The emperor’s dragon-hunter-class steam yacht rolled into Ethugra like a circus. The triple-funnel, single-masted Excelsior was far sleeker than Briana’s man-o’-war. Indeed, if Hu’s claims were to be believed, she was looking at the fastest and most luxurious human-built vessel in the world. She slid out of the Glot Madera and into Averley Plaza under steam power alone, accompanied by a fanfare of trumpets from the heralds on her deck. The sails furled along her yards were as crisp and white as marzipan. Her three funnels sat behind the wheelhouse and in front of the mast, disgorging torrents of steam and vaporous whale-oil smoke into the heavens. Her bow sliced through the muddy waters, the copper-clad hull ripple-blown and flashing in the sunlight, her cannons agleam like admirals’ buttons. Half a hundred Imperial pennants hung from her rigging in a riot of red and gold. A massive harpoon gun protruded from her prow, its stanchion gripped in the raised hands of the ship’s iron figurehead. Briana thought that the cast figure was a representation of some thunderbolt-wielding sea god, but as the ship drew nearer to the dockside she realized that its face had been moulded into the likeness of Hu himself. The sculptor had been somewhat liberal in his interpretation of the emperor’s physique.

Trumpets blared again, now joined by the marching crackle of snare drums.

The crowd around Briana cheered.

‘Oh, for heaven’s sake.’ Briana reached for her poppy water, but someone bumped into her, and she lost the tiny bottle amidst the scuffling feet. It clattered away before she could reclaim it. She fired out a mental warning as powerful as a cannon blast and heard cries of protest from Haurstaf halfway around the world. But not one of the shrieking imbeciles around her paid her any notice. These jailers had skulls as thick as iron, as insensitive as the corpses of the Drowned along the waterfront.

Administrator Grech turned to her and grinned. ‘Heavenly, isn’t it?’

‘A ship like that says a lot about the man who commissions it,’ Briana retorted.
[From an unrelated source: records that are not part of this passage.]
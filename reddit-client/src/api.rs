use crate::models::Listing;
use crate::rate_limiter::{RateLimitConfig, RateLimiter};
use crate::Credentials;
use async_trait::async_trait;
use reqwest::{Client, Method, Response};
use scour_core::{ContentItem, CoreError, Page, RedditApiError, UserContent};
use serde::Deserialize;
use std::time::{Duration, Instant};
use tokio::sync::Mutex;
use tracing::{debug, error, info};

const REDDIT_API_BASE: &str = "https://oauth.reddit.com";
const REDDIT_TOKEN_URL: &str = "https://www.reddit.com/api/v1/access_token";
const PAGE_LIMIT: &str = "100";
// Refresh slightly before the token actually expires.
const TOKEN_EXPIRY_MARGIN_SECS: u64 = 60;

#[derive(Debug, Clone, Deserialize)]
struct TokenResponse {
    #[serde(default)]
    access_token: String,
    #[serde(default = "default_expires_in")]
    expires_in: u64,
    #[serde(default)]
    error: Option<String>,
}

fn default_expires_in() -> u64 {
    3600
}

#[derive(Debug)]
struct SessionToken {
    access_token: String,
    expires_at: Instant,
}

/// Authenticated session for one script-app account. Listings and
/// mutations all go through the shared rate limiter.
pub struct RedditSession {
    http: Client,
    credentials: Credentials,
    rate_limiter: RateLimiter,
    token: Mutex<Option<SessionToken>>,
}

impl RedditSession {
    pub fn new(credentials: Credentials, user_agent: &str) -> Result<Self, CoreError> {
        let http = Client::builder()
            .user_agent(user_agent)
            .timeout(Duration::from_secs(30))
            .build()
            .map_err(CoreError::Network)?;

        Ok(Self {
            http,
            credentials,
            rate_limiter: RateLimiter::new(RateLimitConfig::reddit_script()),
            token: Mutex::new(None),
        })
    }

    pub fn username(&self) -> &str {
        &self.credentials.username
    }

    /// Authenticate eagerly so a bad credential fails before any
    /// traversal starts.
    pub async fn login(&self) -> Result<(), CoreError> {
        let token = self.fetch_token().await?;
        *self.token.lock().await = Some(token);
        Ok(())
    }

    async fn access_token(&self) -> Result<String, CoreError> {
        let mut slot = self.token.lock().await;
        if let Some(token) = slot.as_ref() {
            if Instant::now() < token.expires_at {
                return Ok(token.access_token.clone());
            }
            debug!("access token expired, refreshing");
        }
        let token = self.fetch_token().await?;
        let access = token.access_token.clone();
        *slot = Some(token);
        Ok(access)
    }

    async fn fetch_token(&self) -> Result<SessionToken, CoreError> {
        debug!(user = %self.credentials.username, "requesting access token");
        let response = self
            .http
            .post(REDDIT_TOKEN_URL)
            .basic_auth(
                &self.credentials.client_id,
                Some(&self.credentials.client_secret),
            )
            .form(&[
                ("grant_type", "password"),
                ("username", self.credentials.username.as_str()),
                ("password", self.credentials.password.as_str()),
            ])
            .send()
            .await
            .map_err(|e| {
                if e.is_timeout() {
                    CoreError::RedditApi(RedditApiError::RequestTimeout)
                } else {
                    CoreError::Network(e)
                }
            })?;

        let status = response.status();
        if status.as_u16() == 401 {
            return Err(CoreError::RedditApi(RedditApiError::AuthenticationFailed {
                reason: "client credentials rejected".to_string(),
            }));
        }
        if !status.is_success() {
            return Err(CoreError::RedditApi(RedditApiError::ServerError {
                status_code: status.as_u16(),
            }));
        }

        let token: TokenResponse = response.json().await.map_err(|e| {
            error!(error = %e, "failed to parse token response");
            CoreError::RedditApi(RedditApiError::InvalidResponse {
                details: "failed to parse token response".to_string(),
            })
        })?;

        // Reddit reports bad account credentials as 200 with an error body.
        if let Some(reason) = token.error {
            return Err(CoreError::RedditApi(RedditApiError::AuthenticationFailed {
                reason,
            }));
        }
        if token.access_token.is_empty() {
            return Err(CoreError::RedditApi(RedditApiError::AuthenticationFailed {
                reason: "no access token in response".to_string(),
            }));
        }

        info!(user = %self.credentials.username, "authenticated with Reddit");
        let lifetime = Duration::from_secs(token.expires_in.saturating_sub(TOKEN_EXPIRY_MARGIN_SECS));
        Ok(SessionToken {
            access_token: token.access_token,
            expires_at: Instant::now() + lifetime,
        })
    }

    async fn request(
        &self,
        method: Method,
        endpoint: &str,
        query: Option<&[(&str, &str)]>,
        form: Option<&[(&str, &str)]>,
    ) -> Result<Response, CoreError> {
        self.rate_limiter.acquire().await;
        let access_token = self.access_token().await?;

        let url = format!("{REDDIT_API_BASE}{endpoint}");
        let mut builder = self.http.request(method.clone(), &url).bearer_auth(access_token);
        if let Some(query) = query {
            builder = builder.query(query);
        }
        if let Some(form) = form {
            builder = builder.form(form);
        }

        debug!(%method, endpoint, "Reddit API request");
        let response = match builder.send().await {
            Ok(response) => response,
            Err(e) if e.is_timeout() => {
                return Err(CoreError::RedditApi(RedditApiError::RequestTimeout));
            }
            Err(e) => return Err(CoreError::Network(e)),
        };

        let status = response.status();
        if status.is_success() {
            return Ok(response);
        }
        error!(%status, endpoint, "Reddit API request failed");

        let err = match status.as_u16() {
            429 => {
                let retry_after = response
                    .headers()
                    .get("retry-after")
                    .and_then(|value| value.to_str().ok())
                    .and_then(|value| value.parse().ok())
                    .unwrap_or(60);
                RedditApiError::RateLimitExceeded { retry_after }
            }
            401 => RedditApiError::InvalidToken,
            403 => RedditApiError::Forbidden {
                resource: endpoint.to_string(),
            },
            404 => RedditApiError::NotFound {
                resource: endpoint.to_string(),
            },
            code if status.is_server_error() => RedditApiError::ServerError { status_code: code },
            _ => RedditApiError::InvalidResponse {
                details: format!("unexpected status {status} for {endpoint}"),
            },
        };
        Err(CoreError::RedditApi(err))
    }

    async fn user_listing(&self, which: &str, after: Option<&str>) -> Result<Page, CoreError> {
        let endpoint = format!("/user/{}/{}", self.credentials.username, which);
        let mut params = vec![("sort", "new"), ("limit", PAGE_LIMIT), ("raw_json", "1")];
        if let Some(after) = after {
            params.push(("after", after));
        }

        let response = self
            .request(Method::GET, &endpoint, Some(&params), None)
            .await?;

        let listing: Listing = response.json().await.map_err(|e| {
            error!(endpoint, error = %e, "failed to parse listing");
            CoreError::RedditApi(RedditApiError::InvalidResponse {
                details: format!("failed to parse listing for {endpoint}"),
            })
        })?;

        debug!(
            endpoint,
            count = listing.data.children.len(),
            after = ?listing.data.after,
            "fetched listing page"
        );
        Ok(Page {
            after: listing.data.after,
            items: listing
                .data
                .children
                .into_iter()
                .map(ContentItem::from)
                .collect(),
        })
    }
}

#[async_trait]
impl UserContent for RedditSession {
    async fn comments_page(&self, after: Option<&str>) -> Result<Page, CoreError> {
        self.user_listing("comments", after).await
    }

    async fn posts_page(&self, after: Option<&str>) -> Result<Page, CoreError> {
        self.user_listing("submitted", after).await
    }

    async fn edit(&self, fullname: &str, body: &str) -> Result<(), CoreError> {
        let form = [("api_type", "json"), ("thing_id", fullname), ("text", body)];
        let response = self
            .request(Method::POST, "/api/editusertext", None, Some(&form))
            .await?;

        // Edit failures come back as 200 with a populated errors array.
        let value: serde_json::Value = response.json().await.map_err(|e| {
            error!(fullname, error = %e, "failed to parse edit response");
            CoreError::RedditApi(RedditApiError::InvalidResponse {
                details: format!("failed to parse edit response for {fullname}"),
            })
        })?;
        let errors = value
            .pointer("/json/errors")
            .and_then(|errors| errors.as_array());
        if let Some(errors) = errors {
            if !errors.is_empty() {
                return Err(CoreError::MutationFailed {
                    id: fullname.to_string(),
                    reason: serde_json::Value::Array(errors.clone()).to_string(),
                });
            }
        }
        Ok(())
    }

    async fn delete(&self, fullname: &str) -> Result<(), CoreError> {
        let form = [("id", fullname)];
        self.request(Method::POST, "/api/del", None, Some(&form))
            .await?;
        Ok(())
    }
}

#[cfg(test)]
mod tests {
    use super::*;

    fn test_credentials() -> Credentials {
        Credentials {
            client_id: "test_client_id".to_string(),
            client_secret: "test_client_secret".to_string(),
            username: "test_user".to_string(),
            password: "test_password".to_string(),
        }
    }

    #[tokio::test]
    async fn session_creation() {
        let session = RedditSession::new(test_credentials(), "scour/0.1 test").unwrap();
        assert_eq!(session.username(), "test_user");
        assert!(session.rate_limiter.available_tokens().await > 0.0);
    }

    #[tokio::test]
    async fn session_starts_unauthenticated() {
        let session = RedditSession::new(test_credentials(), "scour/0.1 test").unwrap();
        assert!(session.token.lock().await.is_none());
    }
}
‘Indeed, indeed,’ Grech replied with good humour. ‘Marvellous.’

‘Crass.’

Her reply was lost amidst the general bustle. Grech nodded feverishly.

The emperor’s dragon-hunter docked alongside the Haurstaf man-o’-war. Briana could see Hu’s Samarol bodyguard lining the forecastle, their silver wolf helmets grinning like tribal totems. Now trombones and whale horns joined the chorus of trumpets and drums. The crowd applauded, whistled, waved in response. Bugles shrilled and bass drums began a booming roll as the whole cacophony reached its raucous climax.

And then the ship’s guns fired.

Briana almost dropped to the ground in panic, before she realized that the crowd was cheering even more frantically.

And as her heart calmed, she realized that the Excelsior’s cannons had not been loaded with shells after all. The air was full of silver and gold sparkles. The ship had fired a barrage of foil confetti.